Central antinociceptive effects of mitragynine in mice: contribution of descending noradrenergic and serotonergic systems.

Author information

1
Department of Pharmacology, Research Institute for Wakan-Yaku (Oriental Medicines), Toyama Medical and Pharmaceutical University, Japan.

Abstract

Mitragynine is a major alkaloidal constituent of young leaves of Mitragyna speciosa Korth, that is known to exhibit narcotic-like activity. In this study, we investigated the roles of central monoaminergic systems in the antinociceptive action of mitragynine by means of the tail-pinch and hot-plate tests in mice. Mitragynine (1.0-10 micrograms) injected i.c.v. exerted a dose-dependent antinociceptive activity in both tests.

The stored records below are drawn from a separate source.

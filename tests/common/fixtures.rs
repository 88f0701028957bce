use async_trait::async_trait;
use bytes::Bytes;
use futures::future::BoxFuture;
use futures::FutureExt;
use quire_application::ports::{ConnectionFactory, LagChecker};
use quire_domain::config::{PoolConfig, RateLimitConfig};
use quire_domain::{DomainError, Query, QueryPriority};
use quire_infrastructure::rate_limit::{InMemoryRateLimitStore, MobileRateLimiter};
use quire_infrastructure::ReadRequest;
use std::collections::{BTreeMap, HashMap};
use std::sync::atomic::{AtomicU64, Ordering};
use std::sync::{Arc, Mutex};
use std::time::Duration;

// ============================================================================
// Connections
// ============================================================================

#[derive(Debug)]
pub struct FakeConnection {
    pub backend: &'static str,
}

#[derive(Clone)]
pub struct FakeFactory {
    backend: &'static str,
    opened: Arc<AtomicU64>,
    closed: Arc<AtomicU64>,
}

impl FakeFactory {
    pub fn new(backend: &'static str) -> Self {
        Self {
            backend,
            opened: Arc::new(AtomicU64::new(0)),
            closed: Arc::new(AtomicU64::new(0)),
        }
    }

    pub fn opened(&self) -> u64 {
        self.opened.load(Ordering::SeqCst)
    }

    pub fn closed(&self) -> u64 {
        self.closed.load(Ordering::SeqCst)
    }
}

#[async_trait]
impl ConnectionFactory for FakeFactory {
    type Connection = FakeConnection;

    async fn connect(&self) -> Result<FakeConnection, DomainError> {
        self.opened.fetch_add(1, Ordering::SeqCst);
        Ok(FakeConnection {
            backend: self.backend,
        })
    }

    async fn close(&self, _connection: FakeConnection) {
        self.closed.fetch_add(1, Ordering::SeqCst);
    }
}

pub fn backend_name(conn: &mut FakeConnection) -> BoxFuture<'_, Result<Bytes, DomainError>> {
    async move { Ok(Bytes::from(conn.backend)) }.boxed()
}

// ============================================================================
// Replica lag
// ============================================================================

/// Lag per replica id; ids without an entry fail the measurement.
#[derive(Default)]
pub struct ScriptedLag {
    lags: Mutex<HashMap<String, f64>>,
    calls: AtomicU64,
}

impl ScriptedLag {
    pub fn set(&self, replica_id: &str, lag: f64) {
        self.lags
            .lock()
            .unwrap()
            .insert(replica_id.to_string(), lag);
    }

    pub fn unplug(&self, replica_id: &str) {
        self.lags.lock().unwrap().remove(replica_id);
    }

    pub fn calls(&self) -> u64 {
        self.calls.load(Ordering::SeqCst)
    }
}

#[async_trait]
impl LagChecker for ScriptedLag {
    async fn replica_lag(&self, replica_id: &str) -> Result<f64, DomainError> {
        self.calls.fetch_add(1, Ordering::SeqCst);
        self.lags
            .lock()
            .unwrap()
            .get(replica_id)
            .copied()
            .ok_or_else(|| DomainError::LagCheckFailed(format!("{replica_id} unreachable")))
    }
}

// ============================================================================
// Builders
// ============================================================================

pub fn pool_config(min: usize, max: usize) -> PoolConfig {
    PoolConfig {
        min_connections: min,
        max_connections: max,
        idle_timeout_seconds: 30,
        acquire_timeout_ms: 200,
    }
}

pub fn limiter(web_limit: u32) -> MobileRateLimiter {
    MobileRateLimiter::new(
        Arc::new(InMemoryRateLimitStore::new()),
        RateLimitConfig {
            window_seconds: 60,
            default_limit: 60,
            limits: BTreeMap::from([("web".to_string(), web_limit)]),
        },
    )
}

pub fn read_request<'a>(key: &'a str, sql: &str, tags: &'a [&'a str]) -> ReadRequest<'a> {
    ReadRequest {
        cache_key: key,
        query: Query::from(sql),
        priority: QueryPriority::Normal,
        ttl: Some(Duration::from_secs(300)),
        tags,
    }
}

The activity of mitragynine (10 micrograms, i.c.v.) in the tail-pinch test was antagonized by reserpine, 6-hydroxydopamine plus nomifensine, and p-chlorophenylalnine treatment, whereas the antinociceptive activity of morphine (3 micrograms) given i.c.v. in this test was attenuated by 6-hydroxydopamine plus nomifensine but not by p-chlorophenylalanine treatment. Moreover, the activity of i.c.v. mitragynine was also antagonized by the alpha 2-adrenoceptor antagonist, idazoxan (10 micrograms), and cyproheptadine (1 microgram) administered intrathecally (i.t.). On the other hand, the antinociceptive action of i.c.v. mitragynine (10 micrograms) in the hot-plate test was abolished by reserpine and 6-hydroxydopamine plus nomifensine, but not by p-chlorophenylalanine treatment. This action was also antagonized by i.t. injection of idazoxan (10 micrograms). These results suggest that both descending noradrenergic and serotonergic systems are involved in the antinociceptive activity of supraspinally administered mitragynine on the mechanical noxious stimulation, while the descending noradrenergic system predominantly contributes to the effect of supraspinal mitragynine on the thermal noxious stimulation. The mechanisms underlying the suppressive action of mitragynine on the nociceptive response may differ from those of morphine in mice.

PMID:
8982722
DOI:
10.1016/s0014-2999(96)00714-5
[Indexed for MEDLINE]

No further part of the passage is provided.